Retour aux « Méta-Harmonies » colorées et sonores dans les années quatre-vingt avec la sculpture promenade « Grosse Méta Maxi-Maxi Utopia » achevée en 1987. « Lola T. 180 » s’inscrit dans la série des autels, hommage à un pilote de course, construit sur deux châssis de voiture de Formule 1. « Mengele-Totentanz » (1986) est un groupe de quatorze sculptures-machines construit avec les débris d’une ferme incendiée qu’il est allé lui-même recueillir, le tout affublé d’un crâne d’hippopotame. Le nom de cette danse macabre, découvert sur les restes d’une machine agricole, est aussi, on le sait, celui du médecin nazi de sinistre mémoire.

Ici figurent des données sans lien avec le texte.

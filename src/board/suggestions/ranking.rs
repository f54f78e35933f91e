use std::cmp::Reverse;

use chrono::NaiveDate;
use serde::{Deserialize, Serialize};

use super::domain::SuggestionRecord;
use super::scoring::{PriorityEngine, PriorityScore};

/// Sort key for the prioritized board.
#[derive(Debug, Clone, Copy, Default, PartialEq, Eq, Serialize, Deserialize)]
#[serde(rename_all = "snake_case")]
pub enum RankingMode {
    #[default]
    Score,
    Votes,
    Comments,
}

impl RankingMode {
    pub const fn label(self) -> &'static str {
        match self {
            RankingMode::Score => "score",
            RankingMode::Votes => "votes",
            RankingMode::Comments => "comments",
        }
    }
}

/// A board entry with its computed priority and 1-based position.
#[derive(Debug, Clone, PartialEq, Eq, Serialize)]
pub struct RankedSuggestion {
    pub position: usize,
    pub record: SuggestionRecord,
    pub priority: PriorityScore,
    /// Profile total plus the weighted community votes.
    pub ranking_score: u32,
}

/// Order suggestions for the board, highest first.
///
/// Scores are recomputed from the profiles on every call; nothing is cached
/// between rankings. The sort is stable, so entries tying on the chosen key
/// keep their input order.
pub fn rank_suggestions(
    engine: &PriorityEngine,
    suggestions: &[SuggestionRecord],
    mode: RankingMode,
    today: NaiveDate,
) -> Vec<RankedSuggestion> {
    let mut scored: Vec<(SuggestionRecord, PriorityScore, u32)> = suggestions
        .iter()
        .map(|record| {
            let priority = engine.score_on(&record.client, today);
            let ranking_score = engine.ranking_score(priority.total, record.votes);
            (record.clone(), priority, ranking_score)
        })
        .collect();

    scored.sort_by_key(|(record, _, ranking_score)| {
        Reverse(match mode {
            RankingMode::Score => *ranking_score,
            RankingMode::Votes => record.votes,
            RankingMode::Comments => record.comments,
        })
    });

    scored
        .into_iter()
        .enumerate()
        .map(|(index, (record, priority, ranking_score))| RankedSuggestion {
            position: index + 1,
            record,
            priority,
            ranking_score,
        })
        .collect()
}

Auparavant (1983), on avait inauguré à Paris la Fontaine Stravinsky, autre fruit du travail avec Niki de Saint Phalle : seize sculptures en hommage à l’œuvre du compositeur. En 1988, on inaugure encore une commande de François Mitterrand, la Fontaine de Château-Chinon.
De la première exposition à la galerie parisienne Arnaud (1954) à celle de 1990 à la Galerie Tretiakov à Moscou où il expose le « Retable de l’abondance occidentale et du mercantilisme totalitaire » (une toile précédée par une version « 3D » de 1989), l’œuvre et la notoriété de Tinguely anticipent très tôt une mondialisation encore à venir.
A partir de 1988, dans une ancienne fabrique de verre située entre Fribourg et Lausanne, La Verrerie, Jean Tinguely entreprend la construction du Torpedo Institut. Cet « antimusée » serait aussi la plus grande œuvre conçue par un artiste que le gigantisme n’a jamais effarouché : plus de cent machines et de nombreuses œuvres d’artistes amis, un « Oiseau Amoureux » de huit mètres de haut de Niki de Saint Phalle, des voitures, un avion… Destinée aux happy few pour des visites fort peu confortables organisées dans un espace délibérément obscurci, cette œuvre ultime, synthèse et sommet de son art, sera démantelée : les vivants ont fait en sorte que celui qui ne voulait pas de musée en ait deux, l’un à Bâle et l’autre à Fribourg.
Que retenir aujourd’hui de cette œuvre aujourd’hui un peu oubliée alors qu’elle avait tout pour se faire remarquer ? Passons sur l’inévitable critique précoce de la société de consommation dès le début des Trente Glorieuses, sur l’anticipation de l’écologie (il y a beaucoup de Suisses parmi les précurseurs de l’écologie) ou encore sur la mise en scène de l’absurde, tendance jubilatoire. Tinguely ne sort pas de la cuisse de Vulcain ; il s’inscrit dans une tradition que l’on peut faire remonter au moins à Vinci, jusqu’à Duchamp, Calder ou encore César et ses machines broyées, en passant par l’Italien Bruno Munari, le « nouveau Léonard » aux dires de Picasso.
Sinon, il pratique l’éclectisme tranquille, entre art cinétique ou synesthésique, constructivisme, Nouveau Réalisme, art total, Experiment in Art and Technology revisité par Dada, et quelques autres mouvements auxquels il s’associe sans s’y tenir. Pour chacune de ses initiatives artistiques on pourrait citer un autre créateur plus « significatif », mais aucun sans doute n’a mélangé les genres à ce point, à une telle échelle, avec une telle naïveté ou une telle insolence [4]. Fureur et agressivité, ironie et provocation, mais aussi humour et gaîté : ce Bâlois d’adoption a bien mérité du célèbre carnaval de la ville et le KinderClub du musée bâlois ne dépare pas non plus : une œuvre pour les enfants et les adultes.
Chez lui, l’éclectisme qui compromet peut-être sa notoriété posthume, n’est pas une faiblesse mais plutôt un témoignage de vitalité. Car si ses machines ignorent la productivité, celle de l’artiste est considérable, vertigineuse même si l’on considère de surcroît les machins que produisent certains de ses dispositifs. Éclectisme des matériaux et des objets, des écoles, des disciplines et des genres, alternatives assumées entre le gigantesque et le minuscule, le noir et la couleur, le tragique et le cocasse, hybridations et recyclages [5] ; œuvres qui sollicitent tous les sens, œuvres collectives qui mobilisent, outre d’autres artistes, le public lui-même – et le public comme sujet, invité à actionner les machines pour produire à son tour des « œuvres d’art ».